Historically, the village owed its prosperity to its fortunate position between the important towns of Frysztat and Cieszyn. Its inhabitants engaged mostly in fish farming in the complex of ponds near the village.

It is not clear when the first church was built; the oldest record mentions a wooden church in 1654. Because the Olza frequently flooded the church, a new Saint Barbara Church was built in 1818. The last church service was held in 1995.

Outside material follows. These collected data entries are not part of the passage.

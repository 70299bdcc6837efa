//! Artifact publication.
//!
//! The storage and retention backend is external; fleet only needs
//! `upload(name, bytes) -> handle`. [`DirectoryPublisher`] implements it
//! against a local dist directory, which CI then hands to its own artifact
//! store.

use std::path::{Path, PathBuf};

use anyhow::{bail, Result};
use serde::Serialize;

use crate::util::fs::write_atomic;
use crate::util::hash::sha256_bytes;

/// What a publication backend returns for an uploaded archive.
#[derive(Debug, Clone, PartialEq, Eq, Serialize)]
pub struct PublicationHandle {
    pub name: String,
    pub location: String,
    pub sha256: String,
    pub size_bytes: u64,
}

/// A destination for finished archives.
pub trait Publisher: Send + Sync {
    fn upload(&self, name: &str, bytes: &[u8]) -> Result<PublicationHandle>;
}

/// Publishes archives into a directory.
#[derive(Debug, Clone)]
pub struct DirectoryPublisher {
    root: PathBuf,
}

impl DirectoryPublisher {
    pub fn new(root: impl Into<PathBuf>) -> Self {
        DirectoryPublisher { root: root.into() }
    }

    pub fn root(&self) -> &Path {
        &self.root
    }
}

impl Publisher for DirectoryPublisher {
    fn upload(&self, name: &str, bytes: &[u8]) -> Result<PublicationHandle> {
        if name.is_empty() || name.contains('/') || name.contains('\\') || name.starts_with('.') {
            bail!("refusing to publish `{}`: not a plain file name", name);
        }

        let path = self.root.join(name);
        write_atomic(&path, bytes)?;

        let sha256 = sha256_bytes(bytes);
        write_atomic(
            &self.root.join(format!("{}.sha256", name)),
            format!("{}  {}\n", sha256, name).as_bytes(),
        )?;

        tracing::info!("Published {} ({} bytes)", path.display(), bytes.len());

        Ok(PublicationHandle {
            name: name.to_string(),
            location: path.display().to_string(),
            sha256,
            size_bytes: bytes.len() as u64,
        })
    }
}
//! Post-package binary checks.

use std::time::Duration;

use crate::builder::elf::ElfIdentity;
use crate::builder::toolchain::ToolchainSpec;
use crate::core::error::PipelineError;
use crate::core::profile::TargetProfile;
use crate::package::PackageBundle;
use crate::util::cancel::CancelToken;
use crate::util::process::ProcessBuilder;

/// What verification established about a bundle.
#[derive(Debug, Clone, PartialEq, Eq)]
pub struct Verified {
    pub identity: ElfIdentity,
    pub binary_size: u64,
}

/// Sanity checks on a packaged primary binary.
///
/// All checks run; every failure is collected into one
/// [`PipelineError::VerificationFailed`].
#[derive(Debug, Clone)]
pub struct VerificationStage {
    timeout: Duration,
    cancel: CancelToken,
}

impl VerificationStage {
    pub fn new(timeout: Duration, cancel: CancelToken) -> Self {
        VerificationStage { timeout, cancel }
    }

    pub fn verify(
        &self,
        profile: &TargetProfile,
        toolchain: &ToolchainSpec,
        bundle: &PackageBundle,
    ) -> Result<Verified, PipelineError> {
        let mut issues = Vec::new();
        let binary = bundle.primary();

        let binary_size = match std::fs::metadata(binary) {
            Ok(meta) => meta.len(),
            Err(e) => {
                issues.push(format!("cannot stat {}: {}", binary.display(), e));
                0
            }
        };
        if binary_size == 0 {
            issues.push(format!("{} is empty", binary.display()));
        }

        let identity = match ElfIdentity::read(binary) {
            Ok(identity) => {
                if let Err(mismatch) = identity.check(profile.architecture, profile.float_abi) {
                    issues.push(mismatch);
                }
                Some(identity)
            }
            Err(e) => {
                issues.push(format!("{:#}", e));
                None
            }
        };

        let strip = ProcessBuilder::new(&toolchain.strip)
            .arg("--version")
            .timeout(self.timeout)
            .cancel_on(&self.cancel);
        if let Err(e) = strip.exec_and_check() {
            issues.push(format!("strip tool is not usable: {:#}", e));
        }

        match identity {
            Some(identity) if issues.is_empty() => {
                tracing::info!("Verified {} ({} bytes)", binary.display(), binary_size);
                Ok(Verified {
                    identity,
                    binary_size,
                })
            }
            _ => {
                for issue in &issues {
                    tracing::warn!("verification: {}", issue);
                }
                Err(PipelineError::VerificationFailed {
                    target: profile.id.clone(),
                    issues,
                })
            }
        }
    }
}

After the Revolutions of 1848 in the Austrian Empire a modern municipal division was introduced in the re-established Austrian Silesia. The village as a municipality was subscribed at first to the political district of Teschen and the legal district of Freistadt, which in 1868 became an independent political district.

According to the censuses conducted in 1880, 1890, 1900 and 1910 the population of the municipality grew from 917 in 1880 to 1,792 in 1910. The majority were Polish-speaking (between 97.2% and 98.6%), followed by German-speaking minority (at most 28 or 2.5% in 1890) and Czech-speaking people (at most 17 or 1% in 1910). In terms of religion, in 1910 the majority were Roman Catholics (1,687 or 94.2%), followed by Protestants (68 or 3.8%), Jews (10 or 0.5%), and others (27 or 1.5%). The village was also traditionally inhabited by Silesian Lachs, speaking Cieszyn Silesian dialect.

After World War I, the fall of Austria-Hungary, the Polish–Czechoslovak War and the division of Cieszyn Silesia in 1920, the village became a part of Czechoslovakia. Following the Munich Agreement, in October 1938 together with the Zaolzie region it was annexed by Poland, administratively organised in Frysztat County of Silesian Voivodeship. The village was then annexed by Nazi Germany at the beginning of World War II. After the war it was restored to Czechoslovakia.

Louky is a classic example of the devastation wrought by heavy industry, in this case, coal mining. The centre of the village was originally located north of today's settlement. During the Communist era, extensive mining activities irrevocably damaged the original village. Surface waters were polluted, farmland was degraded, the whole area was undermined, new ponds appeared, the water level rose, and mine tailings accumulated. All this sealed the fate of the old village; almost all the houses sank into the ground, and the village was demolished. Today only the Saint Barbara Church remains. It is structurally unstable, and it is only a matter of time before it too is gone.

Today's village lies south of original location and is much smaller. It is served by a small railway station. New Catholic church has been constructed there.